Once, during a critique in a painting seminar at the San Francisco Art Institute, I used the word “brilliant,” and was immediately pilloried. (The work of art I was referring to was not the one being critiqued, which may have been part of the problem.) Seemingly as one, the P.C. police descended. “What does THAT mean?!!! There’s no such thing! I don’t believe in genius! That’s so elitist, oppressive, fascist, reactionary, my God don’t get me started. What do you MEAN by ‘brilliant’? Please.”
Well, I told them what I meant by ‘brilliant.’ I told them about this guy I used to go to college with, Chris Ware. He drew comic strips. He drew them every day--had a regular strip in the Daily Texan and a full-page color version on weekends. He had an intimate knowledge of the history of comic strips, of obscure classic strips that only serious collectors know about anymore. His drawing styles were varied and masterly; he experimented with form, with philosophy, with space and time and the dark side of the human soul. He invented vast intricate landscapes with his pen, abandoned houses mapping the human psyche, drew characters that were sad and zany and pathetic and true, wrote reams of satirical copy that only an obsessive would read, in a dead-on parody of penny-comic-book style. Not only that, but he made art based upon his comic strips--kinetic toys, dolls, huge paintings, installations, 8 mm film strips--once he spent an entire semester building a gigantic wooden doll house, a replica of the house in the strip. Watching him, reading the strips, I used to think he had some deeper plan which would be revealed in a final, orgasmic, end-of-the-year spread; finally I realized that this wasn’t the case. He just did it. He just put down, daily, whatever came.

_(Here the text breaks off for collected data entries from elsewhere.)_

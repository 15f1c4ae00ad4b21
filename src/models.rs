use std::collections::BTreeMap;
use std::sync::Arc;

use chrono::{DateTime, Local, Utc};

use crate::analysis::UploadAnalysis;
use crate::config::Config;
use crate::history::SummaryStore;

pub const UPLOAD_SUCCESS_MESSAGE: &str = "CSV file processed and saved successfully";
pub const UPLOADED_AT_FORMAT: &str = "%Y-%m-%d %H:%M";

#[derive(Clone)]
pub struct AppState {
    pub store: Arc<dyn SummaryStore>,
    pub config: Config,
}

impl AppState {
    pub fn new(store: Arc<dyn SummaryStore>, config: Config) -> Self {
        Self { store, config }
    }
}

/// One persisted upload record. Immutable once stored.
#[derive(Debug, Clone, PartialEq, serde::Serialize)]
pub struct UploadSummary {
    pub id: i64,
    pub row_count: usize,
    pub column_count: usize,
    pub column_names: Vec<String>,
    pub uploaded_at: DateTime<Utc>,
}

/// Fields the caller supplies when recording an upload; the store assigns
/// `id` and `uploaded_at`.
#[derive(Debug, Clone, PartialEq)]
pub struct NewUploadSummary {
    pub row_count: usize,
    pub column_count: usize,
    pub column_names: Vec<String>,
}

impl From<&UploadAnalysis> for NewUploadSummary {
    fn from(analysis: &UploadAnalysis) -> Self {
        Self {
            row_count: analysis.row_count,
            column_count: analysis.column_count,
            column_names: analysis.column_names.clone(),
        }
    }
}

// API Request/Response types

#[derive(Debug, serde::Serialize)]
pub struct TestSummaryResponse {
    pub manage: String,
}

#[derive(Debug, Clone, PartialEq, serde::Serialize)]
pub struct Averages {
    pub flowrate: Option<f64>,
    pub pressure: Option<f64>,
    pub temperature: Option<f64>,
}

/// Body of a successful `POST /upload/`.
#[derive(Debug, serde::Serialize)]
pub struct UploadResponse {
    pub success: bool,
    pub rows: usize,
    pub columns: usize,
    pub column_names: Vec<String>,
    pub message: String,
    pub averages: Averages,
    pub type_distribution: BTreeMap<String, usize>,
}

impl From<UploadAnalysis> for UploadResponse {
    fn from(analysis: UploadAnalysis) -> Self {
        Self {
            success: true,
            rows: analysis.row_count,
            columns: analysis.column_count,
            column_names: analysis.column_names,
            message: UPLOAD_SUCCESS_MESSAGE.to_string(),
            averages: analysis.averages,
            type_distribution: analysis.type_distribution,
        }
    }
}

/// History entry as returned by `GET /summaries/`.
#[derive(Debug, Clone, PartialEq, serde::Serialize)]
pub struct UploadSummaryView {
    pub rows: usize,
    pub columns: usize,
    pub column_names: Vec<String>,
    /// Server local time, `YYYY-MM-DD HH:MM`.
    pub uploaded_at: String,
}

impl From<&UploadSummary> for UploadSummaryView {
    fn from(summary: &UploadSummary) -> Self {
        Self {
            rows: summary.row_count,
            columns: summary.column_count,
            column_names: summary.column_names.clone(),
            uploaded_at: summary
                .uploaded_at
                .with_timezone(&Local)
                .format(UPLOADED_AT_FORMAT)
                .to_string(),
        }
    }
}

#[derive(Debug, serde::Serialize)]
pub struct ErrorResponse {
    pub success: bool,
    pub error: String,
}

impl ErrorResponse {
    pub fn new(error: impl Into<String>) -> Self {
        Self {
            success: false,
            error: error.into(),
        }
    }
}
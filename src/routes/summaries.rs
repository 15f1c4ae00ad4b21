use axum::{extract::State, routing::get, Json, Router};
use tracing::debug;

use crate::models::{AppState, UploadSummaryView};
use crate::types::AppResult;

pub fn router(state: AppState) -> Router {
    Router::new()
        .route("/summaries/", get(get_summaries))
        .with_state(state)
}

/// GET /summaries/ - retained uploads, newest first
async fn get_summaries(State(state): State<AppState>) -> AppResult<Json<Vec<UploadSummaryView>>> {
    let summaries = state.store.list_recent().await?;
    debug!(count = summaries.len(), "Listing upload history");

    Ok(Json(summaries.iter().map(UploadSummaryView::from).collect()))
}
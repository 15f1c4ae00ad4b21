// CSV Summary - upload CSV files, summarise them and keep a short history

pub mod config;
pub mod db;
pub mod models;
pub mod types;
pub mod analysis;
pub mod history;
pub mod routes;
pub mod middleware;
pub mod utils;

// Re-exports for convenience
pub use config::Config;
pub use models::AppState;

pub fn create_router(state: AppState) -> axum::Router {
    routes::create_router(state)
}
// Logger initialization

use tracing_subscriber::{layer::SubscriberExt, util::SubscriberInitExt};

pub const DEFAULT_LOG_FILTER: &str = "csv_summary=debug,tower_http=debug,axum=debug";

/// Install the global tracing subscriber; `RUST_LOG` overrides the default filter.
/// Runs before configuration is loaded so startup failures are traced. Later
/// calls are no-ops.
pub fn init_logger() {
    tracing_subscriber::registry()
        .with(
            tracing_subscriber::EnvFilter::try_from_default_env()
                .unwrap_or_else(|_| DEFAULT_LOG_FILTER.into()),
        )
        .with(tracing_subscriber::fmt::layer())
        .try_init()
        .ok();
}

#[cfg(test)]
mod tests {
    use super::*;

    #[test]
    fn test_logger_is_ready_before_config_and_reinit_is_harmless() {
        init_logger();
        init_logger();

        // Errors raised while loading config must reach the subscriber
        assert!(tracing::enabled!(tracing::Level::ERROR));
    }
}
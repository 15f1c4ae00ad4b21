use async_trait::async_trait;
use chrono::{DateTime, Utc};
use sqlx::{PgConnection, PgPool};
use tracing::debug;

use crate::history::{StoreError, SummaryStore};
use crate::models::{NewUploadSummary, UploadSummary};

// Note: runtime query_as so builds don't need DATABASE_URL at compile time

#[derive(Debug, sqlx::FromRow)]
struct UploadSummaryRow {
    id: i64,
    row_count: i64,
    column_count: i64,
    column_names: Vec<String>,
    uploaded_at: DateTime<Utc>,
}

impl TryFrom<UploadSummaryRow> for UploadSummary {
    type Error = StoreError;

    fn try_from(row: UploadSummaryRow) -> Result<Self, Self::Error> {
        Ok(Self {
            id: row.id,
            row_count: usize::try_from(row.row_count)
                .map_err(|_| StoreError::OutOfRange(format!("row_count {}", row.row_count)))?,
            column_count: usize::try_from(row.column_count).map_err(|_| {
                StoreError::OutOfRange(format!("column_count {}", row.column_count))
            })?,
            column_names: row.column_names,
            uploaded_at: row.uploaded_at,
        })
    }
}

fn to_db_count(value: usize, field: &str) -> Result<i64, StoreError> {
    i64::try_from(value).map_err(|_| StoreError::OutOfRange(format!("{} {}", field, value)))
}

/// Upload history backed by the `upload_summaries` table.
#[derive(Clone)]
pub struct PgSummaryStore {
    pool: PgPool,
}

impl PgSummaryStore {
    pub fn new(pool: PgPool) -> Self {
        Self { pool }
    }

    async fn prune(conn: &mut PgConnection, limit: usize) -> Result<u64, StoreError> {
        let keep = to_db_count(limit, "limit")?;
        let result = sqlx::query(
            r#"
            DELETE FROM upload_summaries
            WHERE id IN (
                SELECT id FROM upload_summaries
                ORDER BY uploaded_at DESC, id DESC
                OFFSET $1
            )
            "#,
        )
        .bind(keep)
        .execute(conn)
        .await?;

        Ok(result.rows_affected())
    }
}

#[async_trait]
impl SummaryStore for PgSummaryStore {
    async fn record_upload(
        &self,
        summary: NewUploadSummary,
        limit: usize,
    ) -> Result<UploadSummary, StoreError> {
        let mut tx = self.pool.begin().await?;

        let row = sqlx::query_as::<_, UploadSummaryRow>(
            r#"
            INSERT INTO upload_summaries (row_count, column_count, column_names)
            VALUES ($1, $2, $3)
            RETURNING id, row_count, column_count, column_names, uploaded_at
            "#,
        )
        .bind(to_db_count(summary.row_count, "row_count")?)
        .bind(to_db_count(summary.column_count, "column_count")?)
        .bind(&summary.column_names)
        .fetch_one(&mut *tx)
        .await?;

        let removed = Self::prune(&mut tx, limit).await?;
        tx.commit().await?;

        debug!(id = row.id, removed, "Recorded upload summary");
        row.try_into()
    }

    async fn prune_to_retention_limit(&self, limit: usize) -> Result<u64, StoreError> {
        let mut conn = self.pool.acquire().await?;
        Self::prune(&mut conn, limit).await
    }

    async fn list_recent(&self) -> Result<Vec<UploadSummary>, StoreError> {
        let rows = sqlx::query_as::<_, UploadSummaryRow>(
            r#"
            SELECT id, row_count, column_count, column_names, uploaded_at
            FROM upload_summaries
            ORDER BY uploaded_at DESC, id DESC
            "#,
        )
        .fetch_all(&self.pool)
        .await?;

        rows.into_iter().map(UploadSummary::try_from).collect()
    }
}
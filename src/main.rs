use std::net::SocketAddr;
use std::sync::Arc;
use tokio::net::TcpListener;
use tokio::signal;
use tracing::{info, warn, error};
use csv_summary::{
    config::Config,
    db::{self, PgSummaryStore},
    history::{InMemorySummaryStore, SummaryStore},
    routes::create_router,
    utils::init_logger,
};

#[tokio::main]
async fn main() -> anyhow::Result<()> {
    init_logger();

    // Load configuration
    let config = Config::from_env().map_err(|e| {
        error!("Failed to load configuration: {}", e);
        e
    })?;
    info!("Configuration loaded: {:?}", config.server);

    let store: Arc<dyn SummaryStore> = if config.database.url.is_some() {
        // Connect to database
        let pool = db::create_pool(&config.database).await?;

        info!("Running database migrations...");
        db::run_migrations(&pool).await?;
        info!("Database migrations completed");

        Arc::new(PgSummaryStore::new(pool))
    } else {
        warn!("DATABASE_URL not set, upload history is kept in memory");
        Arc::new(InMemorySummaryStore::new())
    };

    // Create shared state
    let state = csv_summary::AppState::new(store, config.clone());

    // Create router
    let app = create_router(state);

    // Start server
    let addr: SocketAddr = format!("{}:{}", config.server.host, config.server.port).parse()?;
    info!("Server listening on {}", addr);

    let listener = TcpListener::bind(addr).await?;
    axum::serve(listener, app)
        .with_graceful_shutdown(shutdown_signal())
        .await
        .map_err(|e| anyhow::anyhow!("Server error: {}", e))?;

    info!("Server stopped");
    Ok(())
}

async fn shutdown_signal() {
    if let Err(err) = signal::ctrl_c().await {
        error!("Failed to install Ctrl+C handler: {}", err);
        return;
    }
    info!("Ctrl+C received, shutting down...");
}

“THAT’S what I mean by ‘brilliant,’” I told my seminar, which had been critiquing a couple of paintings that portrayed, somewhat vaguely, Charlie Brown and Donald Duck. “I don’t mean to put these down, I’m just having trouble taking them seriously.”
“Oh,” said the seminar, and changed the subject. Chris Ware was featured in the 2002 Whitney Biennial. My feeling was, about frickin’ time.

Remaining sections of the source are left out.